[[ GIVEN DATA open ]]

// Shared fakes for integration tests
//
// A scripted audio backend, an in-process transport the test drives by hand,
// and a sink that records what it was asked to play.

#![allow(dead_code)]

use bytes::Bytes;
use eldermama_voice::audio::{encode_wav, AudioBackend, AudioFrame, BackendProvider};
use eldermama_voice::error::{Result, VoiceError};
use eldermama_voice::playback::{AudioSink, DecodedClip};
use eldermama_voice::transport::{SessionEvent, Transport, TransportEvent, TransportState};
use std::f64::consts::PI;
use std::path::Path;
use std::sync::atomic::{AtomicUsize, Ordering};
use std::sync::{Arc, Mutex};
use std::time::Duration;
use tokio::sync::mpsc;
use tokio_util::sync::CancellationToken;

pub const RATE: u32 = 16000;

/// Voice-like test signal with the given RMS in sample units
///
/// A 150 Hz fundamental with harmonics up to 3.9 kHz (Schroeder phases keep
/// the peaks low), so it reads as speech on both level metrics.
pub fn voiced(duration_ms: u64, rms: i16) -> Vec<i16> {
    let n = (RATE as u64 * duration_ms / 1000) as usize;
    let harmonics = 26;
    let amplitude = rms as f64 * (2.0 / harmonics as f64).sqrt();
    (0..n)
        .map(|i| {
            let t = i as f64 / RATE as f64;
            (1..=harmonics)
                .map(|h| {
                    let phase = -PI * (h * (h - 1)) as f64 / harmonics as f64;
                    amplitude * (2.0 * PI * 150.0 * h as f64 * t + phase).sin()
                })
                .sum::<f64>()
                .clamp(i16::MIN as f64, i16::MAX as f64) as i16
        })
        .collect()
}

/// `voiced` at a level given in dBFS (RMS relative to full scale)
pub fn speech(duration_ms: u64, dbfs: f64) -> Vec<i16> {
    voiced(duration_ms, (32768.0 * 10f64.powf(dbfs / 20.0)) as i16)
}

pub fn silence(duration_ms: u64) -> Vec<i16> {
    vec![0; (RATE as u64 * duration_ms / 1000) as usize]
}

pub fn wav_bytes(samples: &[i16]) -> Vec<u8> {
    encode_wav(samples, RATE, 1).expect("encode wav")
}

pub fn write_wav(path: &Path, samples: &[i16]) {
    std::fs::write(path, wav_bytes(samples)).expect("write wav");
}

/// Split bytes into `parts` roughly equal frames
pub fn split_frames(bytes: &[u8], parts: usize) -> Vec<Bytes> {
    let size = bytes.len().div_ceil(parts);
    bytes.chunks(size).map(Bytes::copy_from_slice).collect()
}

/// 100ms frames with sequential timestamps
pub fn frames_of(samples: &[i16]) -> Vec<AudioFrame> {
    samples
        .chunks((RATE / 10) as usize)
        .enumerate()
        .map(|(i, chunk)| AudioFrame {
            samples: chunk.to_vec(),
            sample_rate: RATE,
            channels: 1,
            timestamp_ms: i as u64 * 100,
        })
        .collect()
}

/// Backend that emits a fixed list of frames
#[derive(Clone)]
pub struct ScriptedBackend {
    frames: Vec<AudioFrame>,
    hold_open: bool,
    start_error: Option<VoiceError>,
    cancel: Option<CancellationToken>,
    stops: Arc<AtomicUsize>,
}

#[async_trait::async_trait]
impl AudioBackend for ScriptedBackend {
    async fn start(&mut self) -> Result<mpsc::Receiver<AudioFrame>> {
        if let Some(e) = &self.start_error {
            return Err(e.clone());
        }

        let (tx, rx) = mpsc::channel(256);
        let cancel = CancellationToken::new();
        self.cancel = Some(cancel.clone());

        let frames = self.frames.clone();
        let hold_open = self.hold_open;
        tokio::spawn(async move {
            for frame in frames {
                if tx.send(frame).await.is_err() {
                    return;
                }
            }
            if hold_open {
                cancel.cancelled().await;
            }
        });
        Ok(rx)
    }

    async fn stop(&mut self) -> Result<()> {
        if let Some(cancel) = self.cancel.take() {
            cancel.cancel();
        }
        self.stops.fetch_add(1, Ordering::SeqCst);
        Ok(())
    }

    fn is_capturing(&self) -> bool {
        self.cancel.is_some()
    }

    fn name(&self) -> &str {
        "scripted"
    }
}

/// Hands out a fresh `ScriptedBackend` per recording
#[derive(Clone)]
pub struct ScriptedProvider {
    template: ScriptedBackend,
    created: Arc<AtomicUsize>,
}

impl ScriptedProvider {
    /// Emits the frames, then stays open until stopped
    pub fn holding(frames: Vec<AudioFrame>) -> Self {
        Self::build(frames, true, None)
    }

    /// Emits the frames, then ends the stream
    pub fn finite(frames: Vec<AudioFrame>) -> Self {
        Self::build(frames, false, None)
    }

    pub fn failing(error: VoiceError) -> Self {
        Self::build(Vec::new(), false, Some(error))
    }

    fn build(frames: Vec<AudioFrame>, hold_open: bool, start_error: Option<VoiceError>) -> Self {
        Self {
            template: ScriptedBackend {
                frames,
                hold_open,
                start_error,
                cancel: None,
                stops: Arc::new(AtomicUsize::new(0)),
            },
            created: Arc::new(AtomicUsize::new(0)),
        }
    }

    pub fn backend(&self) -> ScriptedBackend {
        self.template.clone()
    }

    pub fn created(&self) -> usize {
        self.created.load(Ordering::SeqCst)
    }

    pub fn stops(&self) -> usize {
        self.template.stops.load(Ordering::SeqCst)
    }
}

impl BackendProvider for ScriptedProvider {
    fn create_backend(&self) -> Result<Box<dyn AudioBackend>> {
        self.created.fetch_add(1, Ordering::SeqCst);
        Ok(Box::new(self.template.clone()))
    }
}

#[derive(Default)]
struct Wire {
    events: Option<mpsc::Sender<TransportEvent>>,
    sent: Vec<Bytes>,
    state: Option<TransportState>,
    connects: usize,
    fail_connect: Option<VoiceError>,
}

/// Transport whose far end is driven by the test through `MockRemote`
pub struct MockTransport {
    wire: Arc<Mutex<Wire>>,
}

/// The test's side of a `MockTransport`
#[derive(Clone)]
pub struct MockRemote {
    wire: Arc<Mutex<Wire>>,
}

pub fn mock_transport() -> (MockTransport, MockRemote) {
    let wire = Arc::new(Mutex::new(Wire::default()));
    (
        MockTransport {
            wire: Arc::clone(&wire),
        },
        MockRemote { wire },
    )
}

#[async_trait::async_trait]
impl Transport for MockTransport {
    async fn connect(&mut self) -> Result<mpsc::Receiver<TransportEvent>> {
        let mut wire = self.wire.lock().unwrap();
        if let Some(e) = &wire.fail_connect {
            return Err(e.clone());
        }
        let (tx, rx) = mpsc::channel(64);
        wire.events = Some(tx);
        wire.state = Some(TransportState::Open);
        wire.connects += 1;
        Ok(rx)
    }

    fn send(&self, bytes: Bytes) -> Result<()> {
        let mut wire = self.wire.lock().unwrap();
        if wire.state != Some(TransportState::Open) {
            return Err(VoiceError::NotConnected);
        }
        wire.sent.push(bytes);
        Ok(())
    }

    async fn close(&mut self) {
        let mut wire = self.wire.lock().unwrap();
        wire.events = None;
        wire.state = Some(TransportState::Closed);
    }

    fn state(&self) -> TransportState {
        self.wire
            .lock()
            .unwrap()
            .state
            .unwrap_or(TransportState::Closed)
    }
}

impl MockRemote {
    pub fn fail_connect(&self, error: VoiceError) {
        self.wire.lock().unwrap().fail_connect = Some(error);
    }

    pub fn sent(&self) -> Vec<Bytes> {
        self.wire.lock().unwrap().sent.clone()
    }

    pub fn connects(&self) -> usize {
        self.wire.lock().unwrap().connects
    }

    pub async fn emit(&self, event: SessionEvent) {
        let tx = self.wire.lock().unwrap().events.clone();
        if let Some(tx) = tx {
            tx.send(TransportEvent::Event(event))
                .await
                .expect("controller dropped transport events");
        }
    }

    /// Simulate the server dropping the connection
    pub async fn close(&self, reason: &str) {
        let tx = {
            let mut wire = self.wire.lock().unwrap();
            wire.state = Some(TransportState::Closed);
            wire.events.take()
        };
        if let Some(tx) = tx {
            let _ = tx
                .send(TransportEvent::Closed {
                    reason: reason.to_string(),
                })
                .await;
        }
    }

    pub async fn wait_for_sent(&self, count: usize) -> Vec<Bytes> {
        tokio::time::timeout(Duration::from_secs(5), async {
            loop {
                let sent = self.sent();
                if sent.len() >= count {
                    return sent;
                }
                tokio::time::sleep(Duration::from_millis(10)).await;
            }
        })
        .await
        .expect("utterance was never sent")
    }
}

/// Sink that records every clip it is given
#[derive(Clone, Default)]
pub struct RecordingSink {
    played: Arc<Mutex<Vec<DecodedClip>>>,
}

impl RecordingSink {
    pub fn played(&self) -> Vec<DecodedClip> {
        self.played.lock().unwrap().clone()
    }
}

#[async_trait::async_trait]
impl AudioSink for RecordingSink {
    async fn play(&mut self, clip: &DecodedClip) -> Result<()> {
        self.played.lock().unwrap().push(clip.clone());
        Ok(())
    }

    fn name(&self) -> &str {
        "recording"
    }
}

[[ GIVEN DATA closed ]]

→ **WHAT YOU WILL DO**:
Look through the records and gather every line containing "expect".

→ **RESULT FOR THIS TASK**:
    encode_wav(samples, RATE, 1).expect("encode wav")
    std::fs::write(path, wav_bytes(samples)).expect("write wav");
                .expect("controller dropped transport events");
        .expect("utterance was never sent")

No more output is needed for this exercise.